Le technicien allemand d’origine bosniaque n’a évité une situation plus grave que grâce à l’intervention rapide de ses joueurs, qui l’ont entouré et escorté jusqu’aux vestiaires. La scène, survenue sous les yeux médusés du public local et des officiels de la rencontre, a profondément terni l’image du club et, plus largement, celle du football algérien. Au-delà de l’aspect symbolique, cet envahissement de terrain pourrait avoir des conséquences disciplinaires pour le CRB. Les arbitres ont en effet mentionné les faits dans la feuille de match, ouvrant ainsi la voie à d’éventuelles sanctions de la part de la Confédération africaine de football (CAF).
Cet épisode met en lumière le malaise persistant entre Sead Ramovic et une partie des supporters belouizdadis, et ce, malgré une dynamique sportive pourtant positive. Les coéquipiers de Nawfel Khacef restent en effet sur une série de quatre victoires consécutives toutes compétitions confondues, un bilan qui n’a visiblement pas suffi à apaiser les tensions.
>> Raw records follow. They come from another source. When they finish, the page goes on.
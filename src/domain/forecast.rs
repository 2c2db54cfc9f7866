// ==========================================
// 米厂报表客户端 - 预测领域模型
// ==========================================
// 只读: 由后端模型输出派生，客户端不做任何预测计算
// ==========================================

use serde::{Deserialize, Serialize};

use crate::domain::row::{format_fixed2, format_metric, FieldAccess, FieldValue, TabularRow};

// ==========================================
// ForecastPoint - 报表用预测点
// ==========================================
#[derive(Debug, Clone, PartialEq, Serialize, Deserialize)]
pub struct ForecastPoint {
    pub date: String,
    pub rice_type: String,
    #[serde(default)]
    pub forecast: f64,
}

impl FieldAccess for ForecastPoint {
    fn field(&self, name: &str) -> Option<FieldValue> {
        match name {
            "date" => Some(FieldValue::date_or_text(&self.date)),
            "rice_type" => Some(FieldValue::Text(self.rice_type.clone())),
            "forecast" => Some(FieldValue::Number(self.forecast)),
            _ => None,
        }
    }
}

impl TabularRow for ForecastPoint {
    fn headers() -> &'static [&'static str] {
        &["Date", "Rice Type", "Forecast (KG)"]
    }

    fn cells(&self) -> Vec<String> {
        vec![
            self.date.clone(),
            self.rice_type.clone(),
            self.forecast.to_string(),
        ]
    }
}

// ==========================================
// 单米种预测 (GET /forecast?riceType=)
// ==========================================

/// 单日预测量
#[derive(Debug, Clone, PartialEq, Serialize, Deserialize)]
pub struct ForecastQuantity {
    pub date: String,
    #[serde(default)]
    pub quantity: f64,
}

impl TabularRow for ForecastQuantity {
    fn headers() -> &'static [&'static str] {
        &["Date", "Predicted Quantity (KG)"]
    }

    fn cells(&self) -> Vec<String> {
        vec![self.date.clone(), format_fixed2(self.quantity)]
    }
}

#[derive(Debug, Clone, Default, PartialEq, Serialize, Deserialize)]
pub struct RiceForecast {
    pub rice_type: String,
    #[serde(default)]
    pub forecasts: Vec<ForecastQuantity>,
}

impl RiceForecast {
    /// 导出文件名: 空白替换为下划线
    pub fn export_file_name(&self) -> String {
        let stem: Vec<&str> = self.rice_type.split_whitespace().collect();
        format!("{}_forecast.csv", stem.join("_"))
    }

    pub fn total_quantity(&self) -> f64 {
        self.forecasts.iter().map(|f| f.quantity).sum()
    }
}

// ==========================================
// AccuracyMetric - 预测精度
// ==========================================
#[derive(Debug, Clone, PartialEq, Serialize, Deserialize)]
pub struct AccuracyMetric {
    pub rice_type: String,
    #[serde(default)]
    pub mae: Option<f64>,
    #[serde(default)]
    pub r2_score: Option<f64>,
}

impl FieldAccess for AccuracyMetric {
    fn field(&self, name: &str) -> Option<FieldValue> {
        match name {
            "rice_type" => Some(FieldValue::Text(self.rice_type.clone())),
            "mae" => self.mae.map(FieldValue::Number),
            "r2_score" => self.r2_score.map(FieldValue::Number),
            _ => None,
        }
    }
}

impl TabularRow for AccuracyMetric {
    fn headers() -> &'static [&'static str] {
        &["Rice Type", "MAE (KG)", "R² Score"]
    }

    fn cells(&self) -> Vec<String> {
        vec![
            self.rice_type.clone(),
            format_metric(self.mae),
            format_metric(self.r2_score),
        ]
    }
}

/// 最近一次训练的模型信息 (GET /model-info)
#[derive(Debug, Clone, Default, PartialEq, Serialize, Deserialize)]
pub struct ModelInfo {
    #[serde(default)]
    pub model_name: String,
    #[serde(default)]
    pub training_date: String,
    #[serde(default)]
    pub forecast_horizon_days: u32,
    #[serde(default)]
    pub total_rice_types_modeled: u32,
    #[serde(default)]
    pub total_records_used: u64,
    #[serde(default)]
    pub per_rice_type_metrics: Vec<AccuracyMetric>,
}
Depuis son geste jugé provocateur à l’encontre du public, à l’issue de la défaite face à la JS Kabylie (0-1), le 10 janvier dernier au stade du 5 Juillet, l’entraîneur de 46 ans semble avoir définitivement perdu le soutien d’une frange de la galerie belouizdadie.
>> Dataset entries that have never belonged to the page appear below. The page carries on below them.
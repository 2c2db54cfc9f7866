// ==========================================
// 米厂报表客户端 - 数据获取层
// ==========================================
// 职责: 每个操作一次带凭证的 REST 调用，返回解析后的 JSON 或结构化错误
// 红线: 不自动重试,不缓存
// ==========================================

pub mod account_client;
pub mod auth_client;
pub mod dashboard_client;
pub mod error;
pub mod forecast_client;
pub mod inventory_client;
pub mod report_client;
pub mod sales_client;
pub mod session;
pub mod transport;

pub use account_client::AccountClient;
pub use auth_client::{AuthClient, LoginResponse};
pub use dashboard_client::DashboardClient;
pub use error::{ClientError, ClientResult};
pub use forecast_client::ForecastClient;
pub use inventory_client::InventoryClient;
pub use report_client::ReportClient;
pub use sales_client::SalesClient;
pub use session::ApiSession;
pub use transport::{ApiRequest, ApiTransport, HttpMethod, HttpTransport};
Ces incidents rappellent d’ailleurs ceux survenus la veille à San Pedro, en Côte d’Ivoire, où des individus présentés comme des supporters de l’USM Alger avaient fait irruption sur le lieu de résidence de leur équipe. Le directeur sportif général, Saïd Allik, aurait alors été la cible d’insultes et d’agressions verbales, tandis que certains joueurs auraient également été pris à partie, dans un climat qualifié d’inacceptable par la direction usmiste. Dans un communiqué officiel, l’USMA n’a pas tardé à condamner fermement ces agissements, soulignant qu’ils ne reflètent en aucun cas les valeurs du club ni l’image de ses véritables supporters.